Segment Start: Provided entries
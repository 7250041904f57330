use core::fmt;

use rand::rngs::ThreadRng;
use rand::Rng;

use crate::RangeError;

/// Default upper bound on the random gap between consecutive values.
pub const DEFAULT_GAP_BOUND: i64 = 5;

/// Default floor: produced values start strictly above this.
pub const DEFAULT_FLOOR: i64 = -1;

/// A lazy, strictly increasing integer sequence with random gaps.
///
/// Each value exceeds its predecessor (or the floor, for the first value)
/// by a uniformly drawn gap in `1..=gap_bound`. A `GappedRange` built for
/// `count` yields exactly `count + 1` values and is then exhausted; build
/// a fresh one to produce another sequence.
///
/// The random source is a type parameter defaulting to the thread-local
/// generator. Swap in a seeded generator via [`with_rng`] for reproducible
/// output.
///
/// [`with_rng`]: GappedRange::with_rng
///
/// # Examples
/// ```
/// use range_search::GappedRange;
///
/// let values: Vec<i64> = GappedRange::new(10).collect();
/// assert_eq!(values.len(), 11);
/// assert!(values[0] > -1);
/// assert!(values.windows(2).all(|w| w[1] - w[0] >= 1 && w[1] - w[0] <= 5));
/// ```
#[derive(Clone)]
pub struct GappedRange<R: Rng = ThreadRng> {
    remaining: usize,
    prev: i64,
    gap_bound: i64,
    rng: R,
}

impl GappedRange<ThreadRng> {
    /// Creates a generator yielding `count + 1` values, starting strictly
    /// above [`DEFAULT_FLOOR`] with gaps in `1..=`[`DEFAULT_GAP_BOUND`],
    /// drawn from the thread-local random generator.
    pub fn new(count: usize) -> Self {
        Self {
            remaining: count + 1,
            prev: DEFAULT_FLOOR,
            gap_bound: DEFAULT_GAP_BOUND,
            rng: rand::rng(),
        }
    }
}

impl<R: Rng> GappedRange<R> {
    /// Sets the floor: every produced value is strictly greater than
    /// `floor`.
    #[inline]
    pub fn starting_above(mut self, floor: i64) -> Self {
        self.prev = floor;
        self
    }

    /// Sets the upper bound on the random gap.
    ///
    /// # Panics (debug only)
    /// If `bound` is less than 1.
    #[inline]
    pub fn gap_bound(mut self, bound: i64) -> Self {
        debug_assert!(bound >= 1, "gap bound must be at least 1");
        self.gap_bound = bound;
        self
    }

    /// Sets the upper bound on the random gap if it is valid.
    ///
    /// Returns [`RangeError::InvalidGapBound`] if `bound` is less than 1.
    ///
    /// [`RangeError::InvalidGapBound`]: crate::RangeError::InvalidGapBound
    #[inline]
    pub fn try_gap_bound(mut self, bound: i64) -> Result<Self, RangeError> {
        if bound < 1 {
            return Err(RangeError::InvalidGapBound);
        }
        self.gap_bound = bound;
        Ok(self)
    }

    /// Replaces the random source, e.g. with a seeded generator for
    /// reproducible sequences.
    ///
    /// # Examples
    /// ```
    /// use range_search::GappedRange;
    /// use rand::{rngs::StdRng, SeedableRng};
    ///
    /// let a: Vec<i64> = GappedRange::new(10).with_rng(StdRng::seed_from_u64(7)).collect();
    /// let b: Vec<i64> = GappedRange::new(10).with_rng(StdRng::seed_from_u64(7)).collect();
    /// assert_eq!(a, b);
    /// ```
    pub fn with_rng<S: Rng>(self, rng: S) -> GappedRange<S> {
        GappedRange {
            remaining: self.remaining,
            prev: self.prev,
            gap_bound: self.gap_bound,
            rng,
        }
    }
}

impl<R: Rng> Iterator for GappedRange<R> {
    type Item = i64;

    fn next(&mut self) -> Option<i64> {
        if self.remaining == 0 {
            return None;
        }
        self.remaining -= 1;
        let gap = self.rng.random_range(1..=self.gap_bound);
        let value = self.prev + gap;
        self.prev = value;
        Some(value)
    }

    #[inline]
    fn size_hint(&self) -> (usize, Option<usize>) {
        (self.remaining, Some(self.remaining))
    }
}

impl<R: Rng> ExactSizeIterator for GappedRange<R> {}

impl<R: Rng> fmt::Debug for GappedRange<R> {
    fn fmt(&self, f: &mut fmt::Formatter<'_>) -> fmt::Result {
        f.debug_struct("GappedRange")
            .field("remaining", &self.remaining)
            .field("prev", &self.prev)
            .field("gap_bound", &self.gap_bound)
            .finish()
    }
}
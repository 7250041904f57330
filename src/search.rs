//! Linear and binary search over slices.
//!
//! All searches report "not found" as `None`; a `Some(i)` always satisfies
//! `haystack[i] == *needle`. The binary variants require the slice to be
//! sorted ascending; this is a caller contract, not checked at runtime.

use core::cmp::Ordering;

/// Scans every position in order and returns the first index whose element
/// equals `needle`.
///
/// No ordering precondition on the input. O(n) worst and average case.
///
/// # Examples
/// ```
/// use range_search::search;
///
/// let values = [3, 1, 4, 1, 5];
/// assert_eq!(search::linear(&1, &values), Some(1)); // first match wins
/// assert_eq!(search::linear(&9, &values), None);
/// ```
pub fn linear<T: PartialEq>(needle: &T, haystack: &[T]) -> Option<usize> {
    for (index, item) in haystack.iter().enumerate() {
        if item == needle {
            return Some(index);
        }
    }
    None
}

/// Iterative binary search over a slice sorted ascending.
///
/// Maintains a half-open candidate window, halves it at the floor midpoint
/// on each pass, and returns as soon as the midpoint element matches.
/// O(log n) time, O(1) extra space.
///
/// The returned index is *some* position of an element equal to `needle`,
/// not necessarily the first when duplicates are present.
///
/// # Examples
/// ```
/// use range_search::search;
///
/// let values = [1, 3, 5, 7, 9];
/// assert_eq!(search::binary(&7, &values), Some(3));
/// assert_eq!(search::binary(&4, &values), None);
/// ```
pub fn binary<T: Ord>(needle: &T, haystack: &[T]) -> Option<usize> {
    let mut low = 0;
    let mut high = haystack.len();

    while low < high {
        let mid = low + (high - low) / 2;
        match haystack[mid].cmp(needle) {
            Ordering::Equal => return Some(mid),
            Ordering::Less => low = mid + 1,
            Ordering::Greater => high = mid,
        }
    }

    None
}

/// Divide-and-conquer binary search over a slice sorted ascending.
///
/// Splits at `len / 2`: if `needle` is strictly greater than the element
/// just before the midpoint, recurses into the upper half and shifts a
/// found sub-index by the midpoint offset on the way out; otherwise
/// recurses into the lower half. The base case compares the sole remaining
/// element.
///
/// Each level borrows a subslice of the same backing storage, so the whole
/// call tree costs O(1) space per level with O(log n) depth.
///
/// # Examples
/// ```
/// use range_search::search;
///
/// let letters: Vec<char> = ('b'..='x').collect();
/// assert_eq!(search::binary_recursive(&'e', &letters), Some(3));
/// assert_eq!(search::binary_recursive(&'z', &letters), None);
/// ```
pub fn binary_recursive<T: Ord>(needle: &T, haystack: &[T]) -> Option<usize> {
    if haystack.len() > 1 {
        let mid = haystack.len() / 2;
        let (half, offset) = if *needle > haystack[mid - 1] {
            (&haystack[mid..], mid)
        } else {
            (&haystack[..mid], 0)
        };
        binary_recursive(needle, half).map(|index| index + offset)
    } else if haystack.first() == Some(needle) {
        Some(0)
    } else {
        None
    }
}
Segment End: Provided entries
*What is needed*.
Reproduce exactly every line that sits between the start of the entries and the line bearing "to the thread-local", counting both of those lines.

*Answer section*.
repository 7250041904f57330
use core::fmt;

use rand::rngs::ThreadRng;
use rand::Rng;

use crate::RangeError;

/// Default upper bound on the random gap between consecutive values.
pub const DEFAULT_GAP_BOUND: i64 = 5;

/// Default floor: produced values start strictly above this.
pub const DEFAULT_FLOOR: i64 = -1;

/// A lazy, strictly increasing integer sequence with random gaps.
///
/// Each value exceeds its predecessor (or the floor, for the first value)
/// by a uniformly drawn gap in `1..=gap_bound`. A `GappedRange` built for
/// `count` yields exactly `count + 1` values and is then exhausted; build
/// a fresh one to produce another sequence.
///
/// The random source is a type parameter defaulting to the thread-local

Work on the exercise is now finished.